> [RECORDED DATA]

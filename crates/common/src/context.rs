use std::sync::Arc;
use std::sync::atomic::{AtomicBool, Ordering};

/// Attribution and coordination data that accompanies every operation.
///
/// The context replaces any process-wide ambient state: callers build one
/// per request and pass it by reference into dispatch and persistence.
/// The store uses it to fill event metadata the caller left blank, and
/// optimistic-concurrency callers carry their expected sequence number
/// in it.
///
/// Cancellation is cooperative: [`RequestContext::cancel`] flips a shared
/// flag that long-running operations check at their suspension points.
/// Handlers that are already running are allowed to finish.
#[derive(Debug, Clone, Default)]
pub struct RequestContext {
    /// Identifier of the acting user, stamped onto event metadata.
    pub user_id: String,

    /// Identifier of the owning account.
    pub account_id: String,

    /// Identifier of the application module issuing the change.
    pub module_id: String,

    /// Logical grouping (e.g. tenant or workspace) for the change.
    pub group: String,

    /// Sequence number the caller expects the aggregate to be at.
    ///
    /// When set, the store rejects the write with a stale-sequence error
    /// before any event is recorded if the committed head differs.
    pub expected_sequence_no: Option<i64>,

    cancelled: Arc<AtomicBool>,
}

impl RequestContext {
    /// Creates an empty context with no attribution.
    pub fn new() -> Self {
        Self::default()
    }

    /// Sets the acting user.
    pub fn with_user(mut self, user_id: impl Into<String>) -> Self {
        self.user_id = user_id.into();
        self
    }

    /// Sets the owning account.
    pub fn with_account(mut self, account_id: impl Into<String>) -> Self {
        self.account_id = account_id.into();
        self
    }

    /// Sets the issuing module.
    pub fn with_module(mut self, module_id: impl Into<String>) -> Self {
        self.module_id = module_id.into();
        self
    }

    /// Sets the logical group.
    pub fn with_group(mut self, group: impl Into<String>) -> Self {
        self.group = group.into();
        self
    }

    /// Sets the expected aggregate sequence number for the write.
    pub fn expect_sequence(mut self, sequence_no: i64) -> Self {
        self.expected_sequence_no = Some(sequence_no);
        self
    }

    /// Requests cancellation of work carrying this context.
    ///
    /// Clones of the context share the flag, so cancelling one cancels
    /// all of them.
    pub fn cancel(&self) {
        self.cancelled.store(true, Ordering::SeqCst);
    }

    /// Returns whether cancellation has been requested.
    pub fn is_cancelled(&self) -> bool {
        self.cancelled.load(Ordering::SeqCst)
    }
}
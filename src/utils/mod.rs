// DocuAgent Utilities Module
//
// Common helpers shared by the repository walk, the parser and the store.

/// Path conversion utilities (absolute to relative Unix-style, dotted module paths)
pub mod paths;

/// Exclusion pattern utilities (.docuagentignore support)
pub mod ignore;

/// Content hashing
pub mod hashing {
    /// BLAKE3 hex digest of a file's text, used to spot changed files between runs
    pub fn content_hash(content: &str) -> String {
        blake3::hash(content.as_bytes()).to_hex().to_string()
    }

}
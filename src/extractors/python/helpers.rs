// Helper utilities for Python extraction
// String literal decoding, docstring lookup and docstring cleaning.

use super::PythonExtractor;
use tree_sitter::Node;

/// Named children of a node, skipping comments (comments are extras and can show up
/// anywhere in a block or a bracketed expression)
pub(crate) fn named_children<'a>(node: &Node<'a>) -> Vec<Node<'a>> {
    let mut cursor = node.walk();
    let children = node
        .named_children(&mut cursor)
        .filter(|child| child.kind() != "comment")
        .collect();
    children
}

/// Lower-cased prefix of a string literal (`r`, `b`, `f`, `rb`, ...)
pub(crate) fn string_prefix(extractor: &PythonExtractor, node: &Node) -> String {
    let mut cursor = node.walk();
    let start = node
        .children(&mut cursor)
        .find(|child| child.kind() == "string_start");

    match start {
        Some(start) => extractor
            .base()
            .get_node_text(&start)
            .trim_end_matches(['"', '\''])
            .to_ascii_lowercase(),
        None => String::new(),
    }
}

/// Value of a plain string literal: not an f-string, not bytes
///
/// Implicitly concatenated literals are joined. Escapes are decoded unless the literal is
/// raw. Returns `None` for any other node shape.
pub(crate) fn plain_string_value(extractor: &PythonExtractor, node: &Node) -> Option<String> {
    match node.kind() {
        "string" => {
            let prefix = string_prefix(extractor, node);
            if prefix.contains(['f', 'b', 't']) {
                return None;
            }

            let mut cursor = node.walk();
            let children: Vec<Node> = node.children(&mut cursor).collect();
            let start = children.iter().find(|c| c.kind() == "string_start")?;
            let end = children.iter().rev().find(|c| c.kind() == "string_end")?;
            let raw = extractor
                .base()
                .content
                .get(start.end_byte()..end.start_byte())?
                .replace("\r\n", "\n");

            if prefix.contains('r') {
                Some(raw)
            } else {
                Some(decode_escapes(&raw))
            }
        }
        "concatenated_string" => {
            let mut value = String::new();
            for part in named_children(node) {
                value.push_str(&plain_string_value(extractor, &part)?);
            }
            Some(value)
        }
        _ => None,
    }
}

/// Docstring of a module, class or function body
///
/// The first statement must be a lone plain string literal. The text is cleaned the way
/// Python's `inspect.cleandoc` does it.
pub(crate) fn extract_docstring(extractor: &PythonExtractor, body: &Node) -> Option<String> {
    let first = named_children(body).into_iter().next()?;
    if first.kind() != "expression_statement" {
        return None;
    }

    let expressions = named_children(&first);
    match expressions.as_slice() {
        [expr] if matches!(expr.kind(), "string" | "concatenated_string") => {
            plain_string_value(extractor, expr).map(|value| clean_docstring(&value))
        }
        _ => None,
    }
}

/// Tab expansion, common margin removal and blank edge line removal
pub fn clean_docstring(doc: &str) -> String {
    let lines: Vec<String> = doc.split('\n').map(expand_tabs).collect();

    let margin = lines
        .iter()
        .skip(1)
        .filter_map(|line| {
            let content = line.trim_start();
            if content.is_empty() {
                None
            } else {
                Some(line.chars().count() - content.chars().count())
            }
        })
        .min()
        .unwrap_or(0);

    let mut cleaned: Vec<String> = lines
        .iter()
        .enumerate()
        .map(|(index, line)| {
            if index == 0 {
                line.trim_start().to_string()
            } else {
                line.chars().skip(margin).collect()
            }
        })
        .collect();

    while cleaned.last().is_some_and(|line| line.is_empty()) {
        cleaned.pop();
    }
    let leading = cleaned.iter().take_while(|line| line.is_empty()).count();

    cleaned[leading..].join("\n")
}

fn expand_tabs(line: &str) -> String {
    const TAB_SIZE: usize = 8;
    let mut expanded = String::with_capacity(line.len());
    let mut column = 0;
    for c in line.chars() {
        if c == '\t' {
            let spaces = TAB_SIZE - column % TAB_SIZE;
            expanded.push_str(&" ".repeat(spaces));
            column += spaces;
        } else if c != '\r' {
            expanded.push(c);
            column += 1;
        }
    }
    expanded
}

/// Decode backslash escapes of a non-raw string literal body
///
/// Unknown or malformed escapes are kept verbatim, as Python does.
pub(crate) fn decode_escapes(raw: &str) -> String {
    let mut decoded = String::with_capacity(raw.len());
    let mut chars = raw.chars();

    while let Some(c) = chars.next() {
        if c != '\\' {
            decoded.push(c);
            continue;
        }

        let Some(escape) = chars.next() else {
            decoded.push('\\');
            break;
        };

        match escape {
            '\n' => {}
            '\\' | '\'' | '"' => decoded.push(escape),
            'a' => decoded.push('\x07'),
            'b' => decoded.push('\x08'),
            'f' => decoded.push('\x0c'),
            'n' => decoded.push('\n'),
            'r' => decoded.push('\r'),
            't' => decoded.push('\t'),
            'v' => decoded.push('\x0b'),
            '0'..='7' => {
                let mut value = escape.to_digit(8).unwrap_or(0);
                for _ in 0..2 {
                    match chars.clone().next().and_then(|d| d.to_digit(8)) {
                        Some(digit) => {
                            value = value * 8 + digit;
                            chars.next();
                        }
                        None => break,
                    }
                }
                decoded.extend(char::from_u32(value));
            }
            'x' | 'u' | 'U' => {
                let width = match escape {
                    'x' => 2,
                    'u' => 4,
                    _ => 8,
                };
                let digits: String = chars.clone().take(width).collect();
                let code_point = (digits.len() == width)
                    .then(|| u32::from_str_radix(&digits, 16).ok())
                    .flatten()
                    .and_then(char::from_u32);
                match code_point {
                    Some(ch) => {
                        decoded.push(ch);
                        for _ in 0..width {
                            chars.next();
                        }
                    }
                    None => {
                        decoded.push('\\');
                        decoded.push(escape);
                    }
                }
            }
            other => {
                decoded.push('\\');
                decoded.push(other);
            }
        }
    }

    decoded
}
impl SelectionStore {
    /// Store rooted at `config_dir`; nothing touches the disk until the first save
    pub fn open(config_dir: impl Into<PathBuf>) -> Self {
        Self {
            config_dir: config_dir.into(),
        }
    }

    /// Store in `<repo_root>/.docuagent`
    pub fn for_repository(repo_root: &Path) -> Self {
        Self::open(repo_root.join(CONFIG_DIR_NAME))
    }

    pub fn config_dir(&self) -> &Path {
        &self.config_dir
    }

    pub fn selections_path(&self) -> PathBuf {
        self.config_dir.join(SELECTIONS_FILE)
    }

    pub fn state_path(&self) -> PathBuf {
        self.config_dir.join(STATE_FILE)
    }

    pub fn descriptions_path(&self) -> PathBuf {
        self.config_dir.join(DESCRIPTIONS_FILE)
    }

    /// Create the configuration directory
    ///
    /// When the directory's parent holds a `.gitignore` that does not mention it yet, an
    /// ignore line for the directory is appended.
    pub fn ensure_config_dir(&self) -> StoreResult<()> {
        fs::create_dir_all(&self.config_dir).map_err(|e| StoreError::io(&self.config_dir, e))?;

        let Some(dir_name) = self.config_dir.file_name().and_then(|name| name.to_str()) else {
            return Ok(());
        };
        let gitignore = self
            .config_dir
            .parent()
            .map(|parent| parent.join(".gitignore"))
            .unwrap_or_else(|| PathBuf::from(".gitignore"));
        if !gitignore.is_file() {
            return Ok(());
        }

        let ignore_line = format!("{}/", dir_name);
        let content = fs::read_to_string(&gitignore).map_err(|e| StoreError::io(&gitignore, e))?;
        if content.contains(&ignore_line) {
            return Ok(());
        }

        let mut file = OpenOptions::new()
            .append(true)
            .open(&gitignore)
            .map_err(|e| StoreError::io(&gitignore, e))?;
        write!(file, "\n# DocuAgent configuration\n{}\n", ignore_line)
            .map_err(|e| StoreError::io(&gitignore, e))?;
        debug!("Added {} to {}", ignore_line, gitignore.display());

        Ok(())
    }

    // ---------------------------------------------------------------------
    // Selections
    // ---------------------------------------------------------------------

    fn read_selections(&self) -> StoreResult<SelectionsDocument> {
        let mut document: SelectionsDocument =
            load_or_default(&self.selections_path(), DocumentFormat::Yaml)?;
        document.selections = with_entry_ids(document.selections);
        Ok(document)
    }

    /// Replace the selections file
    pub fn save_selections(&self, selections: &SelectionMap, metadata: &Metadata) -> StoreResult<()> {
        self.ensure_config_dir()?;

        let document = SelectionsDocument {
            version: FORMAT_VERSION.to_string(),
            updated_at: timestamp(),
            metadata: metadata.clone(),
            selections: selections.clone(),
        };
        write_document(&self.selections_path(), DocumentFormat::Yaml, &document)
    }

    /// Persisted selections; empty when nothing was saved yet
    pub fn load_selections(&self) -> StoreResult<SelectionMap> {
        Ok(self.read_selections()?.selections)
    }

    pub fn load_metadata(&self) -> StoreResult<Metadata> {
        Ok(self.read_selections()?.metadata)
    }

    /// Apply a partial update and persist; unknown ids get a new record, included by default
    pub fn update_selection(&self, entry_id: &str, update: SelectionUpdate) -> StoreResult<Selection> {
        let SelectionsDocument {
            metadata,
            mut selections,
            ..
        } = self.read_selections()?;

        let selection = selections.entry(entry_id.to_string()).or_default();
        selection.entry_id = entry_id.to_string();
        if let Some(included) = update.included {
            selection.included = included;
        }
        if let Some(title) = update.custom_title {
            selection.custom_title = Some(title);
        }
        if let Some(description) = update.custom_description {
            selection.custom_description = Some(description);
        }
        let updated = selection.clone();

        self.save_selections(&selections, &metadata)?;
        Ok(updated)
    }

    /// Reconcile a fresh outline with the stored decisions
    ///
    /// Every outline id (all levels, pre-order) keeps its stored selection or gets a new one
    /// with `default_included`. Stored ids missing from the outline are kept after the
    /// outline ids in their previous order. The merged map is persisted and returned.
    pub fn initialize_from_outline(
        &self,
        entries: &[TocEntry],
        default_included: bool,
    ) -> StoreResult<SelectionMap> {
        let SelectionsDocument {
            metadata,
            selections: mut existing,
            ..
        } = self.read_selections()?;

        let mut merged = SelectionMap::with_capacity(existing.len());
        let mut created = 0;
        for entry in flatten(entries) {
            if merged.contains_key(&entry.id) {
                continue;
            }
            let selection = match existing.shift_remove(&entry.id) {
                Some(selection) => selection,
                None => {
                    created += 1;
                    Selection {
                        entry_id: entry.id.clone(),
                        ..Selection::new(default_included)
                    }
                }
            };
            merged.insert(entry.id.clone(), selection);
        }

        let orphaned = existing.len();
        merged.extend(existing);

        self.save_selections(&merged, &metadata)?;
        info!(
            "Selections reconciled: {} total, {} new, {} orphaned",
            merged.len(),
            created,
            orphaned
        );

        Ok(merged)
    }

    /// Ids marked included, in store order
    pub fn included_ids(&self) -> StoreResult<Vec<String>> {
        self.ids_where(true)
    }

    /// Ids marked excluded, in store order
    pub fn excluded_ids(&self) -> StoreResult<Vec<String>> {
        self.ids_where(false)
    }

    fn ids_where(&self, included: bool) -> StoreResult<Vec<String>> {
        let ids = self
            .load_selections()?
            .into_iter()
            .filter(|(_, selection)| selection.included == included)
            .map(|(id, _)| id)
            .collect();
        Ok(ids)
    }

    /// `id -> included` for `toc::filter_by_selections`
    pub fn inclusion_map(&self) -> StoreResult<HashMap<String, bool>> {
        let map = self
            .load_selections()?
            .into_iter()
            .map(|(id, selection)| (id, selection.included))
            .collect();
        Ok(map)
    }

    // ---------------------------------------------------------------------
    // Export / import
    // ---------------------------------------------------------------------

    /// Write the selections to a standalone file (YAML for `.yaml`/`.yml`, JSON otherwise)
    pub fn export_selections(&self, output_path: &Path) -> StoreResult<()> {
        let document = ExportDocument {
            version: FORMAT_VERSION.to_string(),
            exported_at: timestamp(),
            selections: self.load_selections()?,
        };
        write_document(output_path, DocumentFormat::from_path(output_path), &document)?;
        info!(
            "Exported {} selections to {}",
            document.selections.len(),
            output_path.display()
        );
        Ok(())
    }

    /// Replace the live selections with the content of an exported file
    ///
    /// Unlike regular loads, a damaged import file is an error and the store is untouched.
    pub fn import_selections(&self, input_path: &Path) -> StoreResult<SelectionMap> {
        let mut document: ExportDocument =
            read_document(input_path, DocumentFormat::from_path(input_path))?;
        document.selections = with_entry_ids(document.selections);

        let mut metadata = Metadata::new();
        metadata.insert(
            "imported_from".to_string(),
            Value::String(input_path.display().to_string()),
        );
        self.save_selections(&document.selections, &metadata)?;
        info!(
            "Imported {} selections from {}",
            document.selections.len(),
            input_path.display()
        );

        Ok(document.selections)
    }

    // ---------------------------------------------------------------------
    // State and descriptions
    // ---------------------------------------------------------------------

    /// Persist generation state, stamped with `updated_at`
    pub fn save_state(&self, state: &Map<String, Value>) -> StoreResult<()> {
        self.ensure_config_dir()?;

        let mut stamped = state.clone();
        stamped.insert("updated_at".to_string(), Value::String(timestamp()));
        write_document(&self.state_path(), DocumentFormat::Json, &stamped)
    }

    pub fn load_state(&self) -> StoreResult<Map<String, Value>> {
        load_or_default(&self.state_path(), DocumentFormat::Json)
    }

    pub fn save_descriptions(&self, descriptions: &DescriptionMap) -> StoreResult<()> {
        self.ensure_config_dir()?;

        let document = DescriptionsDocument {
            version: FORMAT_VERSION.to_string(),
            updated_at: timestamp(),
            descriptions: descriptions.clone(),
        };
        write_document(&self.descriptions_path(), DocumentFormat::Json, &document)
    }

    pub fn load_descriptions(&self) -> StoreResult<DescriptionMap> {
        let document: DescriptionsDocument =
            load_or_default(&self.descriptions_path(), DocumentFormat::Json)?;
        Ok(document.descriptions)
    }

    /// Merge new descriptions over the cached ones; selections are not touched
    pub fn update_descriptions<I>(&self, new_descriptions: I) -> StoreResult<DescriptionMap>
    where
        I: IntoIterator<Item = (String, String)>,
    {
        let mut descriptions = self.load_descriptions()?;
        descriptions.extend(new_descriptions);
        self.save_descriptions(&descriptions)?;
        Ok(descriptions)
    }

    /// Delete all three files; the directory itself stays
    pub fn clear(&self) -> StoreResult<()> {
        for path in [self.selections_path(), self.state_path(), self.descriptions_path()] {
            match fs::remove_file(&path) {
                Ok(()) => debug!("Removed {}", path.display()),
                Err(e) if e.kind() == std::io::ErrorKind::NotFound => {}
                Err(e) => return Err(StoreError::io(&path, e)),
            }
        }
        Ok(())
    }
}
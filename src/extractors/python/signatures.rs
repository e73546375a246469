/// Function signatures and naming policy
/// Handles parameter lists, return types and the underscore visibility rules
use super::helpers::named_children;
use super::unparse::unparse;
use super::PythonExtractor;
use crate::extractors::base::Parameter;
use tree_sitter::Node;

/// Special methods documented even when private members are hidden
pub const DOCUMENTED_SPECIAL_METHODS: [&str; 5] =
    ["__init__", "__new__", "__call__", "__enter__", "__exit__"];

/// Module-level visibility: explicit export list first, then the naming convention
///
/// A single leading underscore hides a name; dunder names stay visible.
pub fn should_include(name: &str, export_list: Option<&[String]>, include_private: bool) -> bool {
    if let Some(exports) = export_list {
        return exports.iter().any(|export| export == name);
    }

    if include_private {
        return true;
    }

    !(name.starts_with('_') && !name.starts_with("__"))
}

/// Class member visibility. Export lists never apply to members.
pub fn should_include_member(name: &str, include_private: bool) -> bool {
    if include_private || DOCUMENTED_SPECIAL_METHODS.contains(&name) {
        return true;
    }

    !name.starts_with('_')
}

/// Extract function parameters from a `parameters` node
///
/// Order follows the declaration: positional, `*args`, keyword-only, `**kwargs`.
/// `drop_receiver` removes the first positional parameter (`self`/`cls`).
pub(crate) fn extract_parameters(
    extractor: &PythonExtractor,
    parameters_node: &Node,
    drop_receiver: bool,
) -> Vec<Parameter> {
    let mut params = Vec::new();
    let mut receiver_pending = drop_receiver;

    for child in named_children(parameters_node) {
        // Nothing after a bare `*` or `/` marker can be the receiver
        if matches!(child.kind(), "keyword_separator" | "positional_separator") {
            receiver_pending = false;
            continue;
        }

        let Some((param, positional)) = extract_parameter(extractor, &child) else {
            continue;
        };

        // Only a leading positional parameter can be the receiver
        if receiver_pending {
            receiver_pending = false;
            if positional {
                continue;
            }
        }

        params.push(param);
    }

    params
}

/// One parameter plus whether it can bind positionally
fn extract_parameter(extractor: &PythonExtractor, node: &Node) -> Option<(Parameter, bool)> {
    let base = extractor.base();

    match node.kind() {
        "identifier" => Some((Parameter::new(base.get_node_text(node)), true)),

        "default_parameter" | "typed_default_parameter" => {
            let name = node.child_by_field_name("name")?;
            let mut param = Parameter::new(base.get_node_text(&name));
            param.type_annotation = node
                .child_by_field_name("type")
                .map(|annotation| unparse(extractor, &annotation));
            param.default_value = node
                .child_by_field_name("value")
                .map(|value| unparse(extractor, &value));
            Some((param, true))
        }

        "typed_parameter" => {
            // The annotated target is the first named child: identifier or splat pattern
            let target = named_children(node).into_iter().next()?;
            let (mut param, positional) = extract_parameter(extractor, &target)?;
            param.type_annotation = node
                .child_by_field_name("type")
                .map(|annotation| unparse(extractor, &annotation));
            Some((param, positional))
        }

        "list_splat_pattern" => {
            let name = named_children(node).into_iter().next()?;
            Some((
                Parameter::new(format!("*{}", base.get_node_text(&name))),
                false,
            ))
        }

        "dictionary_splat_pattern" => {
            let name = named_children(node).into_iter().next()?;
            Some((
                Parameter::new(format!("**{}", base.get_node_text(&name))),
                false,
            ))
        }

        // Bare `*` and `/` markers carry no parameter of their own
        _ => None,
    }
}

/// Return annotation of a function definition
pub(crate) fn extract_return_type(extractor: &PythonExtractor, node: &Node) -> Option<String> {
    node.child_by_field_name("return_type")
        .map(|annotation| unparse(extractor, &annotation))
}
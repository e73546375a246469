// Compile checks the grammar does not make
//
// tree-sitter-python accepts a superset of Python 3: Python 2 statements, any parameter
// order, and stray indentation all parse without error nodes. These checks reject them so
// such files fail like any other syntax error.

use super::helpers::named_children;
use crate::extractors::base::BaseExtractor;
use tree_sitter::Node;

/// Line of the first construct Python 3 would refuse to compile, in source order
pub(crate) fn find_violation(root: &Node, source: &str) -> Option<u32> {
    let mut pending = vec![*root];

    while let Some(node) = pending.pop() {
        let violation = match node.kind() {
            "print_statement" | "exec_statement" => Some(node),
            "parameters" | "lambda_parameters" => non_default_after_default(&node),
            "module" | "block" => misindented_statement(&node, source),
            _ => None,
        };
        if let Some(offender) = violation {
            return Some(BaseExtractor::line_number(&offender));
        }

        pending.extend(named_children(&node).into_iter().rev());
    }

    None
}

/// A required positional parameter following a defaulted one
fn non_default_after_default<'a>(parameters: &Node<'a>) -> Option<Node<'a>> {
    let mut seen_default = false;

    for child in named_children(parameters) {
        match child.kind() {
            "default_parameter" | "typed_default_parameter" => seen_default = true,
            // Keyword-only parameters may omit defaults
            "keyword_separator" | "list_splat_pattern" | "dictionary_splat_pattern" => return None,
            "identifier" if seen_default => return Some(child),
            "typed_parameter" => {
                let target = named_children(&child).first().map(|target| target.kind());
                match target {
                    Some("list_splat_pattern" | "dictionary_splat_pattern") => return None,
                    Some("identifier") if seen_default => return Some(child),
                    _ => {}
                }
            }
            _ => {}
        }
    }

    None
}

/// First line-leading statement whose column differs from its siblings'
///
/// Module statements must start at column zero. A block takes its indentation from its
/// first statement that begins a line; statements after `;` or on the header line are
/// not line-leading and are skipped.
fn misindented_statement<'a>(container: &Node<'a>, source: &str) -> Option<Node<'a>> {
    let mut indent = (container.kind() == "module").then_some(0);

    for statement in named_children(container) {
        if statement.kind() == "comment" || !starts_line(&statement, source) {
            continue;
        }

        let column = statement.start_position().column;
        match indent {
            None => indent = Some(column),
            Some(expected) if expected != column => return Some(statement),
            Some(_) => {}
        }
    }

    None
}

/// Only whitespace precedes the node on its line
fn starts_line(node: &Node, source: &str) -> bool {
    let start = node.start_byte();
    let line_start = start.saturating_sub(node.start_position().column);
    source
        .get(line_start..start)
        .is_some_and(|prefix| prefix.trim().is_empty())
}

> [TASK REQUIREMENTS] Take every line above carrying "digits" and return it.

> [RESULT OF THIS TASK]
                let digits: String = chars.clone().take(width).collect();
                let code_point = (digits.len() == width)
                    .then(|| u32::from_str_radix(&digits, 16).ok())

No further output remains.